[Start of section]

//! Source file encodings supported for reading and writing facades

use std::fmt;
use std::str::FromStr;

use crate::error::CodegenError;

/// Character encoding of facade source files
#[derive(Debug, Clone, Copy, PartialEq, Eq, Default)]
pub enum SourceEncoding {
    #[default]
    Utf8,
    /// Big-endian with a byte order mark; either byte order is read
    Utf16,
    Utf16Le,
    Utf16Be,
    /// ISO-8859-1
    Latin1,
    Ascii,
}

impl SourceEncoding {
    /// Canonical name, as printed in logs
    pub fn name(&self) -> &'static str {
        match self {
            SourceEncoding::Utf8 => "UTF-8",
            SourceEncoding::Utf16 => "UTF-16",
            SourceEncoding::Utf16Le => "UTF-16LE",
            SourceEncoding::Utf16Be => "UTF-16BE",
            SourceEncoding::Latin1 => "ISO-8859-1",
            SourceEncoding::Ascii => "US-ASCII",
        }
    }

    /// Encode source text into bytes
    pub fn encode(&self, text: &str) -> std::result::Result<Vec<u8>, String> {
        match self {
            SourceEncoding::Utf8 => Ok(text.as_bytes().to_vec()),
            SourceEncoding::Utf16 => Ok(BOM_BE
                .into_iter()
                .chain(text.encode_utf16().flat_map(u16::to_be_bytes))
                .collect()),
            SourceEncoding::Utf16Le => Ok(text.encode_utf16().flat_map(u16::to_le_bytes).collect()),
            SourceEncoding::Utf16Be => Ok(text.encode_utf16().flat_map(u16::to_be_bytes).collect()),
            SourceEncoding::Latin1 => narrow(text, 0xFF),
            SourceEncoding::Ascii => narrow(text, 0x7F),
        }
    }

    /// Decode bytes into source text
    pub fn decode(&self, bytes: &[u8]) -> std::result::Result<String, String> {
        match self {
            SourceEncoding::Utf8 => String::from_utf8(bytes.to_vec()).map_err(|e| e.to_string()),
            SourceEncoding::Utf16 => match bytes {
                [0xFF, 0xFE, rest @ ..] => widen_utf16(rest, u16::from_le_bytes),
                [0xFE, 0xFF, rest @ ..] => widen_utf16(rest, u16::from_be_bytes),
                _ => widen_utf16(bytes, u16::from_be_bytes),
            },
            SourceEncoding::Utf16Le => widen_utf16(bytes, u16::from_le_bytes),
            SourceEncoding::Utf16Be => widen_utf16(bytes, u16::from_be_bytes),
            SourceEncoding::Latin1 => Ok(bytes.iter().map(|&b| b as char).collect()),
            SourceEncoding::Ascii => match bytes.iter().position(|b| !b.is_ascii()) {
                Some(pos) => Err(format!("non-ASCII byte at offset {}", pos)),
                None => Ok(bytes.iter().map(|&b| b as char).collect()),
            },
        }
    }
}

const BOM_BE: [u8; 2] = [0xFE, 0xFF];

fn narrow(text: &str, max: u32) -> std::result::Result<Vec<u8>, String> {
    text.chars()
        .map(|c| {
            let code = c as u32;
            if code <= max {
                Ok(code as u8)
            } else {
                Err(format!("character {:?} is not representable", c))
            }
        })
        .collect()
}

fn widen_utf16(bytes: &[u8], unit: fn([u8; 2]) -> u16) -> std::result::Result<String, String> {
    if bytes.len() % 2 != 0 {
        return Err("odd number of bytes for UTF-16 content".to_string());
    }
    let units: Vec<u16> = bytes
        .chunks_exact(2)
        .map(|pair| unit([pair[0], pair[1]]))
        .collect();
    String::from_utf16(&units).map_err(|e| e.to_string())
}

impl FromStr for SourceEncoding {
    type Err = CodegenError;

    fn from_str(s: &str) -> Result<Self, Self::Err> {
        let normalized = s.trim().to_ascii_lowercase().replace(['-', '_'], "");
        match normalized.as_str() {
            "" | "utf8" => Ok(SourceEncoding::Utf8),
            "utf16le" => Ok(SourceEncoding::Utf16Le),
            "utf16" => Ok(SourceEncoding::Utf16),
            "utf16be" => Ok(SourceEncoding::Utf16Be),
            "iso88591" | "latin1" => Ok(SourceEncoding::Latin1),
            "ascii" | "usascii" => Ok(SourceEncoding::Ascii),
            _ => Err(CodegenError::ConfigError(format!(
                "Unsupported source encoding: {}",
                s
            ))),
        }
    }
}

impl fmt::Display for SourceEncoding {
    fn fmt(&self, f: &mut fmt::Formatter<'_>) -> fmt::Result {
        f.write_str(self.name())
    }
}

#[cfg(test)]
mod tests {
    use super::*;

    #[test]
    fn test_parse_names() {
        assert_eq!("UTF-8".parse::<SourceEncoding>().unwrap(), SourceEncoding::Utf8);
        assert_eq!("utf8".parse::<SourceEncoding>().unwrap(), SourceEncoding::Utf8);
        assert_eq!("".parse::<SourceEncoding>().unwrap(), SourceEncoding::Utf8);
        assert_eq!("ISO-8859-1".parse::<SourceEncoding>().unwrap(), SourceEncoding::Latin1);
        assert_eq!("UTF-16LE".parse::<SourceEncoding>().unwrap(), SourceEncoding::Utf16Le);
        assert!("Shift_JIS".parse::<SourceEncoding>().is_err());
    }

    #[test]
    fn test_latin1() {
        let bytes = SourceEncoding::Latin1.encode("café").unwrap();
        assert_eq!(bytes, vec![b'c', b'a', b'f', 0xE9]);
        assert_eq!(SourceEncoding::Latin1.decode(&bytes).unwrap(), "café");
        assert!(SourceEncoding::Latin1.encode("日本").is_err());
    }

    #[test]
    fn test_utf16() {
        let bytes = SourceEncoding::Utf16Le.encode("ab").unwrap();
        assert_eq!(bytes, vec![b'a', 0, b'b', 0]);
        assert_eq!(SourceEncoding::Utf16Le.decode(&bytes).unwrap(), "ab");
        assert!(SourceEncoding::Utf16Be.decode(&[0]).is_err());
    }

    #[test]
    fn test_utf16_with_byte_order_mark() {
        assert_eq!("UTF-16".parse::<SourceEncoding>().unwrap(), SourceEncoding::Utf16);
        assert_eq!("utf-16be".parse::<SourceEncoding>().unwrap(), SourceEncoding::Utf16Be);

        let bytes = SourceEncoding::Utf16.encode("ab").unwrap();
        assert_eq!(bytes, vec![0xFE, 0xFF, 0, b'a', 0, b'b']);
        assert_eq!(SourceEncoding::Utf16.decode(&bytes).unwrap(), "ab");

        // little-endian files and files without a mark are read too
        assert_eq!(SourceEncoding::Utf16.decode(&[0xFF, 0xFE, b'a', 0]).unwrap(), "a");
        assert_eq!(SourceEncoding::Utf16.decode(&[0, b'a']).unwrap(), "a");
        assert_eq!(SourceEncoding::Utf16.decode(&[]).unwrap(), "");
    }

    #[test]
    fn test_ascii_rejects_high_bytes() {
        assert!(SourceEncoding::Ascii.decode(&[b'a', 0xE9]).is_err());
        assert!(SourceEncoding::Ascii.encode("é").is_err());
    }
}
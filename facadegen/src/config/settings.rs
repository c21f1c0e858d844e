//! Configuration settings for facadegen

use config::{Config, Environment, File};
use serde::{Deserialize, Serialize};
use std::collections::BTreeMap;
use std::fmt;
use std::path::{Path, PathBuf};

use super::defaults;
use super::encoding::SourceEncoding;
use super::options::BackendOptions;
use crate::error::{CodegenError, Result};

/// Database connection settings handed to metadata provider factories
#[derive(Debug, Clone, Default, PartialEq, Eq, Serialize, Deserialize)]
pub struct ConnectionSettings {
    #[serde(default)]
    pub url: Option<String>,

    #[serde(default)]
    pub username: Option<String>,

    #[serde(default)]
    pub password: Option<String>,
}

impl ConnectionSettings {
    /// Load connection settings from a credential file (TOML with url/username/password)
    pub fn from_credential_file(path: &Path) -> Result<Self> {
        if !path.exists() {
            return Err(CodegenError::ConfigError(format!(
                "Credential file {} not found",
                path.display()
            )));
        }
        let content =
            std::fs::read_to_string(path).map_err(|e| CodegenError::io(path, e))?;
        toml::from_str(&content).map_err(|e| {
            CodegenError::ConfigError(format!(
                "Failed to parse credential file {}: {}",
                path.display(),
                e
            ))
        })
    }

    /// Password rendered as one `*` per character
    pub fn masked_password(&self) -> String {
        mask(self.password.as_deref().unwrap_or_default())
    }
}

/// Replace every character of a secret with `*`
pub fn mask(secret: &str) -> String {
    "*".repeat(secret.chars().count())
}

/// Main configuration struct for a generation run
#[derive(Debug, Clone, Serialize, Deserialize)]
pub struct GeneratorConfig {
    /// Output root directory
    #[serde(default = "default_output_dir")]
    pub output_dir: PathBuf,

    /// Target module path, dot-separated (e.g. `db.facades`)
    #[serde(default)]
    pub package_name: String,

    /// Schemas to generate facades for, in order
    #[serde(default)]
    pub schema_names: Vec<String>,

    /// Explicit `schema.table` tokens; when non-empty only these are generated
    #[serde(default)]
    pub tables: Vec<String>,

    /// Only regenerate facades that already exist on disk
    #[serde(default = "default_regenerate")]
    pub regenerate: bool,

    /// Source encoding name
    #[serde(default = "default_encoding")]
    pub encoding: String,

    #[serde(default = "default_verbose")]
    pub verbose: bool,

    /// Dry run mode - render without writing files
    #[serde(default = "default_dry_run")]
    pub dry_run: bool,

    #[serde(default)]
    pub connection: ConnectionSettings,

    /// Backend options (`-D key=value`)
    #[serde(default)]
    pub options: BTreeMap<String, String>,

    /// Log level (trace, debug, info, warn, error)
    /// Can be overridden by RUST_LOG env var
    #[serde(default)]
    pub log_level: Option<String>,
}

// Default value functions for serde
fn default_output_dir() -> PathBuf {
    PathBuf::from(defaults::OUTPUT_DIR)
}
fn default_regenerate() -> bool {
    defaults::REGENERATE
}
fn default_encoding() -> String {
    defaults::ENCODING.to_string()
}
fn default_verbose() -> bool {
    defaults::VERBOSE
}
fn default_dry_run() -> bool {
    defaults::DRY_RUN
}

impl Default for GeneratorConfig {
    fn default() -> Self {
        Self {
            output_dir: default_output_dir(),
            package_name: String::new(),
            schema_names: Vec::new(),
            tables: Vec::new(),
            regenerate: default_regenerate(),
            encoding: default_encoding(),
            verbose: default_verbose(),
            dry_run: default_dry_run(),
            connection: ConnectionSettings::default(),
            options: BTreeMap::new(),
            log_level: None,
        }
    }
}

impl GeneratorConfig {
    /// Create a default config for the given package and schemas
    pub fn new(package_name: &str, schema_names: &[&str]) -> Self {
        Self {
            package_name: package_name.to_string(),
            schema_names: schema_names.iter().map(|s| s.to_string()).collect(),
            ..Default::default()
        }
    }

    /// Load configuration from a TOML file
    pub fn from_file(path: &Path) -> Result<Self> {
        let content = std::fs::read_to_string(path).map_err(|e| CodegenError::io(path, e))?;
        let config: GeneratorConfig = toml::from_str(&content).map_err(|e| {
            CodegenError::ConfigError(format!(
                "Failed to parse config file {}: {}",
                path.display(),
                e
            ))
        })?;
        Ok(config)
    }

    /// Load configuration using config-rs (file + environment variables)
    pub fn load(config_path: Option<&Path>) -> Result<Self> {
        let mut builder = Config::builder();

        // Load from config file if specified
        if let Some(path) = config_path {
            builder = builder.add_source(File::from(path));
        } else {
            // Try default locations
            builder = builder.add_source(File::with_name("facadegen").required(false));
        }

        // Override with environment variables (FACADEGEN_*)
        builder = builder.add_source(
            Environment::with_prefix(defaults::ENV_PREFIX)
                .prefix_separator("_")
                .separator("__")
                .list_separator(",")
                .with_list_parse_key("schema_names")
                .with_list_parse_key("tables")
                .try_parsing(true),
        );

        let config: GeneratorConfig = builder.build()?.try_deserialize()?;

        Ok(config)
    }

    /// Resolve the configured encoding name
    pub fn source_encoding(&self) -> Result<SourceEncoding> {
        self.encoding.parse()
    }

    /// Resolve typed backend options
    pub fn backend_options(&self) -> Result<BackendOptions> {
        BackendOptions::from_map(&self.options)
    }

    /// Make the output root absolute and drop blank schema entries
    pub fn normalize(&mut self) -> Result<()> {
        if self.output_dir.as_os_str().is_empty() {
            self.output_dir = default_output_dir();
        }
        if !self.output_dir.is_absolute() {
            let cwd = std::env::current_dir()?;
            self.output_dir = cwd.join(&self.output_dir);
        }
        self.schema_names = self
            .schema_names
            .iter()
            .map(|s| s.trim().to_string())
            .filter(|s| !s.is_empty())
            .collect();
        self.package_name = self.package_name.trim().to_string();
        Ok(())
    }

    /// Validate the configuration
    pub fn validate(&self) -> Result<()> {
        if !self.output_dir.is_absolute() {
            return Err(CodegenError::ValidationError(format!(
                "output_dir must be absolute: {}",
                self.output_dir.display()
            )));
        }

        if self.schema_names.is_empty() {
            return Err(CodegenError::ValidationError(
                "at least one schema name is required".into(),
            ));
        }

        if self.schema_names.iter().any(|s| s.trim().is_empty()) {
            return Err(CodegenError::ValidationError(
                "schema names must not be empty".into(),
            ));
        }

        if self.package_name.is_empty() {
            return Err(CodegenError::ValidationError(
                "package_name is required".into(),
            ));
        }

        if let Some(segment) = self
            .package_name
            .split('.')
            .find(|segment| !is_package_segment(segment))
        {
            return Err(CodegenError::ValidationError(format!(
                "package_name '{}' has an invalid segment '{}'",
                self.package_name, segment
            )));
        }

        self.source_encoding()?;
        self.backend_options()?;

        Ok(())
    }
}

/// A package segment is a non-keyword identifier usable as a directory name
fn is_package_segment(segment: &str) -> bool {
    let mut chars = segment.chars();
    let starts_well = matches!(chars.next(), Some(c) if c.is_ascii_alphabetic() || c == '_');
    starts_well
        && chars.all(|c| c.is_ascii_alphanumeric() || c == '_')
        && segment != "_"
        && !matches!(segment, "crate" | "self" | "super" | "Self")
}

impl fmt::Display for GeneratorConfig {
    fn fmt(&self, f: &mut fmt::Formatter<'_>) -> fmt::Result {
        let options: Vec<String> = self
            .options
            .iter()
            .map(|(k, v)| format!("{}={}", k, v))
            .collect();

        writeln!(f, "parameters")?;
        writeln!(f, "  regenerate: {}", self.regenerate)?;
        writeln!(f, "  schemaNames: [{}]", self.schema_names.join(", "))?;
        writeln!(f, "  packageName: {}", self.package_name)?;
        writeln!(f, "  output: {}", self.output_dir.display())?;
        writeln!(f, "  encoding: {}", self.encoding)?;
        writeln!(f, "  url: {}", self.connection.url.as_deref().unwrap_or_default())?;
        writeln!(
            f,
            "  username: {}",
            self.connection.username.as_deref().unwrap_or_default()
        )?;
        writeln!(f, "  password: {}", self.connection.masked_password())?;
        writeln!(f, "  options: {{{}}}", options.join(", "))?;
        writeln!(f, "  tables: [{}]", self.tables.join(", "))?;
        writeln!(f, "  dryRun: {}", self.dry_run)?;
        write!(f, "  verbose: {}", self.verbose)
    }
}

[End of section]

• WORK REQUIRED: Please work out the number of lines in the listing that hold "PathBuf". Nothing besides the number is wanted.

• RESPONSE AREA: 4